### TRY IT
Your output should be each line from the material below that has the word "StatsCache".

### EXERCISE DATA
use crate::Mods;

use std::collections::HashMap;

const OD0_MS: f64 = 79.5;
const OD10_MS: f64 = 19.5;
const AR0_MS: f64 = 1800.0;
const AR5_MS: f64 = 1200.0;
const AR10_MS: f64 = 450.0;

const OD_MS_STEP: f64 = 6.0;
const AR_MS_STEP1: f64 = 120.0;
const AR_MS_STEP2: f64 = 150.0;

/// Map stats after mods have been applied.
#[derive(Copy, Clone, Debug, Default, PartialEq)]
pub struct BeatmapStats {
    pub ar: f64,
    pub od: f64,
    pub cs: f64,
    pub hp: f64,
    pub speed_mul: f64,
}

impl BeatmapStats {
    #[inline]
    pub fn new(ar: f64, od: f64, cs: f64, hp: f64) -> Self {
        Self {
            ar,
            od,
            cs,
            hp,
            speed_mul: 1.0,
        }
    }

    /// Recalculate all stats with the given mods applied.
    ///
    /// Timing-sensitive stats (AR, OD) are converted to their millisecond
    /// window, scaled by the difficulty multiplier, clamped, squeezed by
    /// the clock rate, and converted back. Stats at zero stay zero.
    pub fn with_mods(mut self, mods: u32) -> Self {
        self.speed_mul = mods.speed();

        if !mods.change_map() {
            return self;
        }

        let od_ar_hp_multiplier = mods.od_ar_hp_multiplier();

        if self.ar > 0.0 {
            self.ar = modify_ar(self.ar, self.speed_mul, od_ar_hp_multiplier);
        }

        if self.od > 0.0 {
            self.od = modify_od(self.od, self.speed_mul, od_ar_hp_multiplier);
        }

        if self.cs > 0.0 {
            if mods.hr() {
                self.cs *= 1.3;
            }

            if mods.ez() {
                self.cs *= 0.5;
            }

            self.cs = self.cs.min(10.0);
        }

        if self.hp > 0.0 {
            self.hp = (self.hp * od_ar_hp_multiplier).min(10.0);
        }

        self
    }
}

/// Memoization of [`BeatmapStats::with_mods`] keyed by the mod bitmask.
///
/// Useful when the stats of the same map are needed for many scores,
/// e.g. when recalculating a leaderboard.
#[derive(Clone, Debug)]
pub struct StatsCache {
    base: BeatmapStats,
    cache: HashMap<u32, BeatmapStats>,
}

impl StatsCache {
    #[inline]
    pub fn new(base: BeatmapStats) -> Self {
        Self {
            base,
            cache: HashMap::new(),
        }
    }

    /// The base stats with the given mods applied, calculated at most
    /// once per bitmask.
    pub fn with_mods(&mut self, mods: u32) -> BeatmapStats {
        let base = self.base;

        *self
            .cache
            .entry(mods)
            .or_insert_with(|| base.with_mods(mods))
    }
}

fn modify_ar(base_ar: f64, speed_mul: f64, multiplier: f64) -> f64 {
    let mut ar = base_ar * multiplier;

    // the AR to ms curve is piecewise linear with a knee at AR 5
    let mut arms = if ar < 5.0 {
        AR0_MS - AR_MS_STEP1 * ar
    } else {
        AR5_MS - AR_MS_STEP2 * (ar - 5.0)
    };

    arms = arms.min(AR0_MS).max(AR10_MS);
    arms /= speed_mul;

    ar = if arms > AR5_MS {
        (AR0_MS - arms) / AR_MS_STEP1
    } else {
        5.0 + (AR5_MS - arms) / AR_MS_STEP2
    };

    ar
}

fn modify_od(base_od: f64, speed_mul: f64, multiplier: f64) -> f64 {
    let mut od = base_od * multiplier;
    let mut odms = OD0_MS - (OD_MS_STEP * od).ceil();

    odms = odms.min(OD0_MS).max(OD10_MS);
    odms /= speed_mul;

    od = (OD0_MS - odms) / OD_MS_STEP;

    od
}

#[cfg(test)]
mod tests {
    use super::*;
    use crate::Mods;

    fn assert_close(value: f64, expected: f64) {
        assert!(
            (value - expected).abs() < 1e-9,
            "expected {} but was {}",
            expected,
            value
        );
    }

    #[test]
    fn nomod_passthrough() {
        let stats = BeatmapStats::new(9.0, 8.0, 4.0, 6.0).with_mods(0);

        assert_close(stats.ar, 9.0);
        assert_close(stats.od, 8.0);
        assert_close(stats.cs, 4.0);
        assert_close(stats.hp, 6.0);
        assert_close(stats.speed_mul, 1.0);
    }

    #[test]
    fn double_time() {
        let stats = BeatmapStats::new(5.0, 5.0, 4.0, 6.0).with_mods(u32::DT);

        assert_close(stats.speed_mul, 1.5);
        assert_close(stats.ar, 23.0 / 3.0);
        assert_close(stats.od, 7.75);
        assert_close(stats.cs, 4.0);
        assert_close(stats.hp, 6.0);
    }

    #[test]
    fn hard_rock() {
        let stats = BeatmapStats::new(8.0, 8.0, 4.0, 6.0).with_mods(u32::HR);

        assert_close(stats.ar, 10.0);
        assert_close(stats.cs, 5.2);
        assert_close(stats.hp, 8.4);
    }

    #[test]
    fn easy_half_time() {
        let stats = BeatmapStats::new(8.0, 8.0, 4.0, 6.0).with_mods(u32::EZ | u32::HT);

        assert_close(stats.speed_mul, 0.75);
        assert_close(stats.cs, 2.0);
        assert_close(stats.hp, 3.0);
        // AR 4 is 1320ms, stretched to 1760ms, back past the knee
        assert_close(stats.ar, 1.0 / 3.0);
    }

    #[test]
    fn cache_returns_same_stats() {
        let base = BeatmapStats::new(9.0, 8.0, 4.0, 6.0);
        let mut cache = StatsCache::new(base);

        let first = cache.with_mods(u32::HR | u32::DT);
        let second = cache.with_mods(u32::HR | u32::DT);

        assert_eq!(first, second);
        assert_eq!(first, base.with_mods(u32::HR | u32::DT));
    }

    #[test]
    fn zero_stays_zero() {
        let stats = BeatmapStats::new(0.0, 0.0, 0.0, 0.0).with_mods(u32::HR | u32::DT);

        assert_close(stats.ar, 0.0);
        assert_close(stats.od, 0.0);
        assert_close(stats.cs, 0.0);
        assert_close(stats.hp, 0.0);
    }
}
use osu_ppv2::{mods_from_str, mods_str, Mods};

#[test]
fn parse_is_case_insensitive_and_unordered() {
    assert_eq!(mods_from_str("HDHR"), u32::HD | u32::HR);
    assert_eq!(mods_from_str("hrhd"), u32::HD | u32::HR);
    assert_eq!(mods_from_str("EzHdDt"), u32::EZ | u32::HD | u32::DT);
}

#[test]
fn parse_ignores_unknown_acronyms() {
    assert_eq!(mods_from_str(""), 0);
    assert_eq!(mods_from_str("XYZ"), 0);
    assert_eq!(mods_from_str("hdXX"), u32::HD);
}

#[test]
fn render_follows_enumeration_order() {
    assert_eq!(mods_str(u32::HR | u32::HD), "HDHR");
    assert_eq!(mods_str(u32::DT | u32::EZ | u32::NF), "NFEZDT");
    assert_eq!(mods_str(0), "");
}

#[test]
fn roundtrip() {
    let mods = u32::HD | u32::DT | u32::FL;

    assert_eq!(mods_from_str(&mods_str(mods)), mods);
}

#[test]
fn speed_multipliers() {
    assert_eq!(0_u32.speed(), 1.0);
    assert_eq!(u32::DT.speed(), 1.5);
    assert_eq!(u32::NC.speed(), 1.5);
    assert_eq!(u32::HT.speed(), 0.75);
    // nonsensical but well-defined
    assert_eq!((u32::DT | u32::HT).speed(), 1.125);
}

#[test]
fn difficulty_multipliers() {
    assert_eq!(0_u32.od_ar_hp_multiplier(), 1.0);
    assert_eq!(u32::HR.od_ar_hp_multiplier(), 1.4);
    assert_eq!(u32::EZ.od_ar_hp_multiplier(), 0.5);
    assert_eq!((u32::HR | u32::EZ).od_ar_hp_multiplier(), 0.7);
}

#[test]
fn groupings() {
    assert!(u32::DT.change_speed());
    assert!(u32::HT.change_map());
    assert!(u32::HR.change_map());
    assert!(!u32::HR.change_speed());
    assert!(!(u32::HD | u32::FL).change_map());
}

### EXERCISE OUTPUT
pub struct StatsCache {
impl StatsCache {
        let mut cache = StatsCache::new(base);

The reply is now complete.